TBILISI — It sounds like a basic political rule of Machiavelli: launch a war, lose the war, lose power.
Here’s how it works.
In 1974, Greece’s ruling general, Dimitrios Ioannidis, engineered a coup on Cyprus, calculating that Turkey would not respond. Before Ioannidis could unite Cyprus and Greece, the Turkish military invaded, occupying the northern third of the island. That loss led to an end to seven years of military rule in Athens.
In 1982, Argentina’s ruling general, Leopoldo Galtieri, invaded the Falkland Islands, calculating that Britain would not respond. The British recaptured their Islands. That defeat led to an end to seven years of military rule in Buenos Aires.
On August 8, 2008, Georgia’s democratically elected president, Mikheil Saakashvili attacked the separatist government of South Ossetia, calculating that the Russian bear would not respond.
But guess who is still president of Georgia?
August 2008 was the third time in 90 years that a Georgian government had warred with its Ossetian minority. Each time, Moscow came to the aid of the Ossetians. (see my New York Times story of Oct. 2, 1991)
This time, about three quarters of Ossetians living in Georgia’s breakaway province held Russian passports. Russia had stationed about 500 peacekeeping troops near the border – a human tripwire against a Georgian attack. Five days before the Georgian leader’s attack, Russia completed its annual summer Caucasus training exercises, leaving 8,000 troops and 700 combat vehicles parked near the northern entrance of the Roki Tunnel, the lone connection through the Caucasus Mountains, between Russia and South Ossetia.
Despite these overwhelming odds, President Saakashvili launched the attack, vowing to restore “constitutional order” in South Ossetia. His defense minister was vacationing in Israel.
The surprise attack seemed to blindside Georgia.
I happened to be in Tbilisi that week, on a business sabbatical from journalism. On the afternoon of Aug. 7, I had a long meeting with the local representative of the International Monetary Fund. After about 45 minutes, I brought up, almost as an afterthought, Georgia’s breakaway provinces of South Ossetia and Abkhazia. The representative, an American with five years experience in Georgia, lowered his voice to imply inside knowledge, and said that an overall, negotiated solution was in the works, probably for November.

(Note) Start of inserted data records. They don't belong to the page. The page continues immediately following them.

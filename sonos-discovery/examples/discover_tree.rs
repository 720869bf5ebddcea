//! Discover ZonePlayers and print their normalized device trees
//!
//! Usage: cargo run -p sonos-upnp-discovery --example discover_tree [window-secs]

use std::time::Duration;

use sonos_discovery::{discover_with_config, DeviceDescriptor, DiscoveryConfig};
use tracing_subscriber::EnvFilter;

fn print_device(device: &DeviceDescriptor, depth: usize) {
    let indent = "  ".repeat(depth);
    println!("{indent}{} ({})", device.friendly_name, device.udn);
    for (name, service) in &device.services {
        let actions = service
            .description
            .as_ref()
            .map(|d| d.actions.len())
            .unwrap_or(0);
        println!("{indent}  service {name}: {} [{actions} actions]", service.event_endpoint());
    }
    for (name, children) in &device.devices {
        for child in children {
            println!("{indent}  device {name}:");
            print_device(child, depth + 2);
        }
    }
}

#[tokio::main]
async fn main() -> Result<(), Box<dyn std::error::Error>> {
    tracing_subscriber::fmt()
        .with_env_filter(EnvFilter::from_default_env())
        .init();

    let window = std::env::args()
        .nth(1)
        .and_then(|s| s.parse().ok())
        .unwrap_or(5);

    let config = DiscoveryConfig::default().with_search_window(Duration::from_secs(window));
    let zone_players = discover_with_config(config).await?;

    if zone_players.is_empty() {
        println!("No ZonePlayers found");
    }
    for zone_player in zone_players {
        println!("== {} @ {}", zone_player.display_name(), zone_player.host_url);
        print_device(&zone_player, 1);
    }

    Ok(())
}
//! Sync iterator for consuming events from SonosEventManager
//!
//! Provides a blocking iterator interface for processing discovery,
//! subscription and notification events without async/await.

use std::time::Duration;

use crossbeam::channel::Receiver;

use crate::event::ManagerEvent;

/// Blocking iterator over manager events
///
/// Clones share one queue: each event is handed to exactly one of them.
/// A clone blocked in `recv()` never stalls another clone's `try_recv()`.
#[derive(Clone)]
pub struct EventManagerIterator {
    rx: Receiver<ManagerEvent>,
}

impl EventManagerIterator {
    pub(crate) fn new(rx: Receiver<ManagerEvent>) -> Self {
        Self { rx }
    }

    /// Block until an event is available
    ///
    /// Returns `None` once the worker has stopped and the queue is drained.
    pub fn recv(&self) -> Option<ManagerEvent> {
        self.rx.recv().ok()
    }

    /// Try to receive an event without blocking
    pub fn try_recv(&self) -> Option<ManagerEvent> {
        self.rx.try_recv().ok()
    }

    /// Block until an event is available or timeout expires
    pub fn recv_timeout(&self, timeout: Duration) -> Option<ManagerEvent> {
        self.rx.recv_timeout(timeout).ok()
    }

    /// Number of events waiting in the queue
    pub fn len(&self) -> usize {
        self.rx.len()
    }

    pub fn is_empty(&self) -> bool {
        self.rx.is_empty()
    }

    /// Non-blocking iterator over currently queued events
    pub fn try_iter(&self) -> TryIterator<'_> {
        TryIterator { inner: self }
    }

    /// Blocking iterator that gives up after `timeout` on each `next()`
    pub fn timeout_iter(&self, timeout: Duration) -> TimeoutIterator<'_> {
        TimeoutIterator {
            inner: self,
            timeout,
        }
    }
}

impl Iterator for EventManagerIterator {
    type Item = ManagerEvent;

    fn next(&mut self) -> Option<Self::Item> {
        self.recv()
    }
}

/// Non-blocking iterator over currently available events
pub struct TryIterator<'a> {
    inner: &'a EventManagerIterator,
}

impl<'a> Iterator for TryIterator<'a> {
    type Item = ManagerEvent;

    fn next(&mut self) -> Option<Self::Item> {
        self.inner.try_recv()
    }
}

/// Blocking iterator with timeout
pub struct TimeoutIterator<'a> {
    inner: &'a EventManagerIterator,
    timeout: Duration,
}

impl<'a> Iterator for TimeoutIterator<'a> {
    type Item = ManagerEvent;

    fn next(&mut self) -> Option<Self::Item> {
        self.inner.recv_timeout(self.timeout)
    }
}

Equally clueless was a British friend, the BBC stringer for Georgia. He called at 7 pm to cancel dinner at the last moment, saying “Misha is on TV announcing something.” After a week of border incidents, “Misha” Saakashvili was announcing a unilateral ceasefire. Several hours later, according to a 2009 report of the Council of the European Union, Georgian artillery started shelling South Ossetian positions.
For a day, it seemed as if Saakashvili’s gamble would pay off. During lunch on Friday at the Marriott Tbilisi, a Georgian businessman approached my table of expats and assured us: “It will be all over by Sunday. Keep investing in Georgia!”

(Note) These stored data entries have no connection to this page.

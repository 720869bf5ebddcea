//! Blocking SOAP client for UPnP service actions
//!
//! Invokes actions on a [`ServiceDescriptor`] produced by discovery and
//! returns the output arguments as a name to value map. UPnP faults are
//! decoded into [`SoapError::Fault`].
//!
//! ```no_run
//! use soap_client::SoapClient;
//! # fn example(service: &sonos_discovery::ServiceDescriptor) -> Result<(), soap_client::SoapError> {
//! let client = SoapClient::new();
//! let volume = client.execute_action(
//!     service,
//!     "GetVolume",
//!     &[("InstanceID", "0"), ("Channel", "Master")],
//! )?;
//! println!("volume: {}", volume["CurrentVolume"]);
//! # Ok(())
//! # }
//! ```

mod error;

pub use error::SoapError;

use std::collections::HashMap;
use std::time::Duration;

use quick_xml::escape::escape;
use sonos_discovery::ServiceDescriptor;
use tracing::debug;
use xmltree::{Element, XMLNode};

/// A minimal SOAP client for UPnP device communication
#[derive(Debug, Clone)]
pub struct SoapClient {
    agent: ureq::Agent,
}

impl SoapClient {
    /// Create a new SOAP client with default configuration
    pub fn new() -> Self {
        Self::with_timeouts(Duration::from_secs(5), Duration::from_secs(10))
    }

    pub fn with_timeouts(connect: Duration, read: Duration) -> Self {
        Self {
            agent: ureq::AgentBuilder::new()
                .timeout_connect(connect)
                .timeout_read(read)
                .build(),
        }
    }

    /// Invoke `action` on `service` with the given input arguments.
    ///
    /// Arguments are sent in order and XML-escaped. On success the children
    /// of `<{action}Response>` are returned by name; empty elements map to
    /// `""`.
    pub fn execute_action(
        &self,
        service: &ServiceDescriptor,
        action: &str,
        arguments: &[(&str, &str)],
    ) -> Result<HashMap<String, String>, SoapError> {
        let body = envelope(&service.service_type, action, arguments);
        let url = service.control_endpoint();
        let soap_action = format!("\"{}#{}\"", service.service_type, action);

        debug!(%url, action, "SOAP request");

        let xml_text = match self
            .agent
            .post(&url)
            .set("Content-Type", "text/xml; charset=\"utf-8\"")
            .set("SOAPACTION", &soap_action)
            .send_string(&body)
        {
            Ok(response) => response
                .into_string()
                .map_err(|e| SoapError::Network(e.to_string()))?,
            // Faults arrive as HTTP 500 with an envelope body
            Err(ureq::Error::Status(status, response)) => {
                let text = response
                    .into_string()
                    .map_err(|e| SoapError::Network(e.to_string()))?;
                if !text.contains("Fault") {
                    return Err(SoapError::Network(format!("{url} returned HTTP {status}")));
                }
                text
            }
            Err(e) => return Err(SoapError::Network(e.to_string())),
        };

        let xml = Element::parse(xml_text.as_bytes()).map_err(|e| SoapError::Parse(e.to_string()))?;
        let response = extract_response(&xml, action)?;

        Ok(output_arguments(&response))
    }
}

impl Default for SoapClient {
    fn default() -> Self {
        Self::new()
    }
}

fn envelope(service_type: &str, action: &str, arguments: &[(&str, &str)]) -> String {
    let payload: String = arguments
        .iter()
        .map(|(name, value)| format!("<{name}>{}</{name}>", escape(*value)))
        .collect();

    format!(
        r#"<?xml version="1.0" encoding="utf-8"?><s:Envelope xmlns:s="http://schemas.xmlsoap.org/soap/envelope/" s:encodingStyle="http://schemas.xmlsoap.org/soap/encoding/"><s:Body><u:{action} xmlns:u="{service_type}">{payload}</u:{action}></s:Body></s:Envelope>"#
    )
}

fn extract_response(xml: &Element, action: &str) -> Result<Element, SoapError> {
    let body = xml
        .get_child("Body")
        .ok_or_else(|| SoapError::Parse("Missing SOAP Body".to_string()))?;

    // Check for SOAP fault first
    if let Some(fault) = body.get_child("Fault") {
        let upnp_error = fault
            .get_child("detail")
            .and_then(|d| d.get_child("UPnPError").or_else(|| d.get_child("UpnPError")));

        let code = upnp_error
            .and_then(|e| e.get_child("errorCode"))
            .and_then(|c| c.get_text())
            .and_then(|t| t.trim().parse::<u16>().ok())
            .unwrap_or(500);
        let description = upnp_error
            .and_then(|e| e.get_child("errorDescription"))
            .or_else(|| fault.get_child("faultstring"))
            .and_then(|d| d.get_text())
            .map(|t| t.trim().to_string())
            .unwrap_or_default();

        return Err(SoapError::Fault { code, description });
    }

    let response_name = format!("{action}Response");
    body.get_child(response_name.as_str())
        .cloned()
        .ok_or_else(|| SoapError::Parse(format!("Missing {response_name} element")))
}

fn output_arguments(response: &Element) -> HashMap<String, String> {
    response
        .children
        .iter()
        .filter_map(XMLNode::as_element)
        .map(|child| {
            let value = child.get_text().map(|t| t.into_owned()).unwrap_or_default();
            (child.name.clone(), value)
        })
        .collect()
}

But Friday afternoon at Tbilisi International Airport, it became increasingly clear that it was not smart to attack Russia’s surrogate. One by one, flights from Europe were cancelled. The managers of Lufthansa, Air France and KLM did not want to risk sending their million dollar metal – and their passengers – into a war zone. Georgian Airways wisely cancelled my flight to Moscow, not wanting to risk having their plane confiscated.
At the air terminal, Georgians seemed to think I was overreacting when I would step out from time to time to scan the skies for Russian bombers. (The Russians lightly bombed the airport area 36 hours later).

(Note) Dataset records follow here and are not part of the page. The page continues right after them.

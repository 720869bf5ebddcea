//! Core types for the sonos-stream crate.

use std::collections::HashMap;
use std::fmt;
use std::sync::Arc;
use std::time::Duration;

use sonos_discovery::{DeviceDescriptor, ServiceDescriptor};

/// The services a ZonePlayer subscription covers.
#[derive(Debug, Clone, Copy, Hash, Eq, PartialEq)]
pub enum ServiceTag {
    /// DeviceProperties on the root device
    DeviceProperties,
    /// ZoneGroupTopology on the root device
    ZoneTopology,
    /// AVTransport on the media renderer
    AvTransport,
    /// Queue on the media renderer
    Queue,
    /// RenderingControl on the media renderer
    Rendering,
    /// GroupRenderingControl on the media renderer
    GroupRendering,
}

impl ServiceTag {
    /// Every tag, in the order subscriptions are issued.
    pub const ALL: [ServiceTag; 6] = [
        ServiceTag::DeviceProperties,
        ServiceTag::ZoneTopology,
        ServiceTag::AvTransport,
        ServiceTag::Queue,
        ServiceTag::Rendering,
        ServiceTag::GroupRendering,
    ];

    /// Short name used in logs and event filters.
    pub fn as_str(&self) -> &'static str {
        match self {
            ServiceTag::DeviceProperties => "deviceProperties",
            ServiceTag::ZoneTopology => "zoneTopology",
            ServiceTag::AvTransport => "avt",
            ServiceTag::Queue => "queue",
            ServiceTag::Rendering => "rendering",
            ServiceTag::GroupRendering => "groupRendering",
        }
    }

    /// Normalized type name of the sub-device holding the service, `None`
    /// for services on the root device.
    pub fn device_type_name(&self) -> Option<&'static str> {
        match self {
            ServiceTag::DeviceProperties | ServiceTag::ZoneTopology => None,
            _ => Some("mediaRenderer"),
        }
    }

    /// Normalized type name of the service.
    pub fn service_type_name(&self) -> &'static str {
        match self {
            ServiceTag::DeviceProperties => "deviceProperties",
            ServiceTag::ZoneTopology => "zoneGroupTopology",
            ServiceTag::AvTransport => "avTransport",
            ServiceTag::Queue => "queue",
            ServiceTag::Rendering => "renderingControl",
            ServiceTag::GroupRendering => "groupRenderingControl",
        }
    }

    /// Find this tag's service in a ZonePlayer tree.
    pub fn resolve(&self, zone_player: &DeviceDescriptor) -> Option<Arc<ServiceDescriptor>> {
        let device = match self.device_type_name() {
            Some(type_name) => zone_player.device(type_name)?,
            None => zone_player,
        };
        device.service(self.service_type_name()).cloned()
    }
}

impl fmt::Display for ServiceTag {
    fn fmt(&self, f: &mut fmt::Formatter<'_>) -> fmt::Result {
        f.write_str(self.as_str())
    }
}

/// Lifecycle state of a registered subscription.
#[derive(Debug, Clone, Copy, Eq, PartialEq)]
pub enum SubscriptionState {
    /// Granted and being renewed
    Active,
    /// A renewal failed. Notifications may still arrive until the device
    /// expires it.
    Lapsed,
}

/// A GENA subscription held against one ZonePlayer service.
#[derive(Debug, Clone)]
pub struct Subscription {
    /// SID assigned by the ZonePlayer
    pub subscription_id: String,
    /// UDN of the root ZonePlayer
    pub zone_player_udn: String,
    pub service_tag: ServiceTag,
    pub service: Arc<ServiceDescriptor>,
    /// Timeout granted by the last successful SUBSCRIBE or renewal
    pub granted_timeout: Duration,
    pub state: SubscriptionState,
}

impl Subscription {
    pub fn is_active(&self) -> bool {
        self.state == SubscriptionState::Active
    }
}

/// Emitted once per service successfully subscribed.
#[derive(Debug, Clone, PartialEq, Eq)]
pub struct SubscriptionConfirmation {
    pub zp_udn: String,
    pub service_tag: ServiceTag,
    pub subscription_id: String,
}

/// A decoded state-change notification, attributed to its subscription.
#[derive(Debug, Clone)]
pub struct NotificationEvent {
    /// UDN of the ZonePlayer that sent the event
    pub zp_udn: String,
    pub service_tag: ServiceTag,
    pub service: Arc<ServiceDescriptor>,
    pub subscription_id: String,
    /// GENA `SEQ` header, when present
    pub seq: Option<u32>,
    /// State variable name to value. Repeated variables keep the last value.
    pub data: HashMap<String, String>,
}

impl NotificationEvent {
    /// Value of a state variable.
    pub fn get(&self, variable: &str) -> Option<&str> {
        self.data.get(variable).map(String::as_str)
    }
}
//! In-memory GENA transport for unit tests.

use std::sync::atomic::{AtomicU32, Ordering};
use std::sync::Mutex;
use std::time::Duration;

use async_trait::async_trait;
use sonos_discovery::ServiceDescriptor;
use tokio::time::Instant;

use crate::error::SubscriptionError;
use crate::gena::{GenaGrant, GenaTransport};

pub(crate) struct MockGena {
    pub granted: Duration,
    pub fail_subscribe_paths: Vec<String>,
    pub fail_renewals: bool,
    pub rekey_renewals: bool,
    pub subscribes: Mutex<Vec<(String, String)>>,
    pub renewals: Mutex<Vec<(String, Instant)>>,
    pub unsubscribes: Mutex<Vec<String>>,
    next_sid: AtomicU32,
}

impl MockGena {
    pub fn granting(granted: Duration) -> Self {
        Self {
            granted,
            fail_subscribe_paths: Vec::new(),
            fail_renewals: false,
            rekey_renewals: false,
            subscribes: Mutex::new(Vec::new()),
            renewals: Mutex::new(Vec::new()),
            unsubscribes: Mutex::new(Vec::new()),
            next_sid: AtomicU32::new(1),
        }
    }

    fn sid(&self) -> String {
        format!("uuid:sub-{}", self.next_sid.fetch_add(1, Ordering::SeqCst))
    }

    pub fn renewal_count(&self) -> usize {
        self.renewals.lock().unwrap().len()
    }
}

#[async_trait]
impl GenaTransport for MockGena {
    async fn subscribe(
        &self,
        service: &ServiceDescriptor,
        callback_url: &str,
        _timeout: Duration,
    ) -> Result<GenaGrant, SubscriptionError> {
        self.subscribes
            .lock()
            .unwrap()
            .push((service.event_sub_url.clone(), callback_url.to_string()));

        if self.fail_subscribe_paths.contains(&service.event_sub_url) {
            return Err(SubscriptionError::Rejected(503));
        }

        Ok(GenaGrant {
            sid: self.sid(),
            timeout: self.granted,
        })
    }

    async fn renew(
        &self,
        _service: &ServiceDescriptor,
        sid: &str,
        _timeout: Duration,
    ) -> Result<GenaGrant, SubscriptionError> {
        self.renewals
            .lock()
            .unwrap()
            .push((sid.to_string(), Instant::now()));

        if self.fail_renewals {
            return Err(SubscriptionError::Rejected(412));
        }

        let sid = if self.rekey_renewals {
            self.sid()
        } else {
            sid.to_string()
        };
        Ok(GenaGrant {
            sid,
            timeout: self.granted,
        })
    }

    async fn unsubscribe(&self, _service: &ServiceDescriptor, sid: &str) -> Result<(), SubscriptionError> {
        self.unsubscribes.lock().unwrap().push(sid.to_string());
        Ok(())
    }
}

Stranded in Tbilisi, I went back to my hotel, Betsy’s, which had international television. Standing by the bar, I and other guests watched news footage of Russian tanks clanking out of the southern end of the Roki Tunnel. I had the sinking feeling that I was watching my generation’s version of Prague 1968.
The rest is history.
In the aftermath of Georgia’s resounding defeat, American officials tumbled over themselves to assure the world they had clearly, very clearly warned Misha not to do it. The CIA never publicly explained why their photo analysts did not pick up that, during the week before the war, the northern entrance to the Roki Tunnel was the largest military parking lot for 1,000 kilometers around.
By failing to plug this tunnel, President Saakashvili lost the war before he started it. Apparently, Sandra Roelofs, his Dutch-born wife, never told him the tale of the Dutch boy who saved the town by putting his finger in the dike.
So now, the Russians have 10,000 troops and extensive military material permanently stationed on the ‘wrong’ – southern — side of the Caucasus Mountain chain, in Georgia’s breakaway provinces of Abkhazia and South Ossetia. Depending on driving speeds, a Russian motorized brigade could reach Gori in about 45 minutes, a move that would cut Georgia in half.
Three years after the war, Saakashvili has beaten the historical odds. He baited the Russian bear, lost the fight, and kept the presidency. That postwar feat of political acrobatics is another tale.